_TASK DIRECTIONS_.
A verbatim copy of the lines starting at the one with "remove(State(state): State<AppState>, Path(id): Path<String>)" and ending at the last line below is required; include nothing else.

.....

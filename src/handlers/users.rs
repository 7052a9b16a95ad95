use axum::{
    extract::{Path, State},
    Extension, Json,
};
use serde_json::{json, Value};

use crate::auth::create_token;
use crate::database::models::NewUser;
use crate::error::ApiError;
use crate::middleware::{ApiResponse, ApiResult, AuthUser};
use crate::schemas::{parse_body, parse_update, UserUpdate};
use crate::state::AppState;

/// POST /users { user } => { user, token }
///
/// Admin-only; unlike /auth/register this may create admins.
pub async fn create(State(state): State<AppState>, Json(body): Json<Value>) -> ApiResult<Value> {
    let new_user: NewUser = parse_body(body)?;
    let user = state.users().register(&new_user).await?;
    let token = create_token(&user.username, user.is_admin)?;
    Ok(ApiResponse::created(json!({ "user": user, "token": token })))
}

/// GET /users => { users: [...] }
pub async fn list(State(state): State<AppState>) -> ApiResult<Value> {
    let users = state.users().find_all().await?;
    Ok(ApiResponse::success(json!({ "users": users })))
}

/// GET /users/:username => { user } with applied job ids
pub async fn get(State(state): State<AppState>, Path(username): Path<String>) -> ApiResult<Value> {
    let user = state.users().get(&username).await?;
    Ok(ApiResponse::success(json!({ "user": user })))
}

/// PATCH /users/:username { firstName, lastName, password, email, isAdmin } => { user }
///
/// Only admins may change `isAdmin`.
pub async fn update(
    State(state): State<AppState>,
    Extension(caller): Extension<AuthUser>,
    Path(username): Path<String>,
    Json(body): Json<Value>,
) -> ApiResult<Value> {
    let data = parse_update::<UserUpdate>(body)?;
    if data.contains_key("isAdmin") && !caller.is_admin {
        return Err(ApiError::unauthorized("You must be an administrator to do this"));
    }

    let user = state.users().update(&username, &data).await?;
    Ok(ApiResponse::success(json!({ "user": user })))
}

pub async fn remove(State(state): State<AppState>, Path(username): Path<String>) -> ApiResult<Value> {
    state.users().remove(&username).await?;
    Ok(ApiResponse::success(json!({ "deleted": username })))
}

/// POST /users/:username/jobs/:id => { applied: id }
pub async fn apply(
    State(state): State<AppState>,
    Path((username, id)): Path<(String, String)>,
) -> ApiResult<Value> {
    let job_id = id
        .parse::<i32>()
        .map_err(|_| ApiError::not_found(format!("No job: {}", id)))?;

    let applied = state.users().apply(&username, job_id).await?;
    Ok(ApiResponse::success(json!({ "applied": applied })))
}
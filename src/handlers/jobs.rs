use axum::{
    extract::{Path, Query, State},
    Json,
};
use serde_json::{json, Value};

use crate::database::models::NewJob;
use crate::error::ApiError;
use crate::middleware::{ApiResponse, ApiResult};
use crate::schemas::{coerce_query, parse_body, parse_update, JobUpdate, JOB_SEARCH};
use crate::state::AppState;

// Non-numeric ids can never match a row.
fn parse_id(raw: &str) -> Result<i32, ApiError> {
    raw.parse::<i32>()
        .map_err(|_| ApiError::not_found(format!("No job: {}", raw)))
}

/// POST /jobs { title, salary, equity, companyHandle } => { job }
pub async fn create(State(state): State<AppState>, Json(body): Json<Value>) -> ApiResult<Value> {
    let new_job: NewJob = parse_body(body)?;
    let job = state.jobs().create(&new_job).await?;
    Ok(ApiResponse::created(json!({ "job": job })))
}

/// GET /jobs?title=&minSalary=&hasEquity= => { jobs: [...] }
pub async fn list(
    State(state): State<AppState>,
    Query(params): Query<Vec<(String, String)>>,
) -> ApiResult<Value> {
    let search = coerce_query(params, JOB_SEARCH)?;
    let repo = state.jobs();
    let jobs = if search.is_empty() {
        repo.find_all().await?
    } else {
        repo.find_filter(&search).await?
    };
    Ok(ApiResponse::success(json!({ "jobs": jobs })))
}

pub async fn get(State(state): State<AppState>, Path(id): Path<String>) -> ApiResult<Value> {
    let job = state.jobs().get(parse_id(&id)?).await?;
    Ok(ApiResponse::success(json!({ "job": job })))
}

/// PATCH /jobs/:id { title, salary, equity } => { job }
pub async fn update(
    State(state): State<AppState>,
    Path(id): Path<String>,
    Json(body): Json<Value>,
) -> ApiResult<Value> {
    let id = parse_id(&id)?;
    let mut data = parse_update::<JobUpdate>(body)?;
    // "0.5" is accepted as equity; bind it as a number
    if let Some(Value::String(raw)) = data.get("equity") {
        if let Ok(equity) = raw.parse::<f64>() {
            data.insert("equity".to_string(), Value::from(equity));
        }
    }
    let job = state.jobs().update(id, &data).await?;
    Ok(ApiResponse::success(json!({ "job": job })))
}

pub async fn remove(State(state): State<AppState>, Path(id): Path<String>) -> ApiResult<Value> {
    let id = parse_id(&id)?;
    state.jobs().remove(id).await?;
    Ok(ApiResponse::success(json!({ "deleted": id })))
}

.....

_SOLUTION BELOW_.
pub async fn remove(State(state): State<AppState>, Path(id): Path<String>) -> ApiResult<Value> {
    let id = parse_id(&id)?;
    state.jobs().remove(id).await?;
    Ok(ApiResponse::success(json!({ "deleted": id })))
}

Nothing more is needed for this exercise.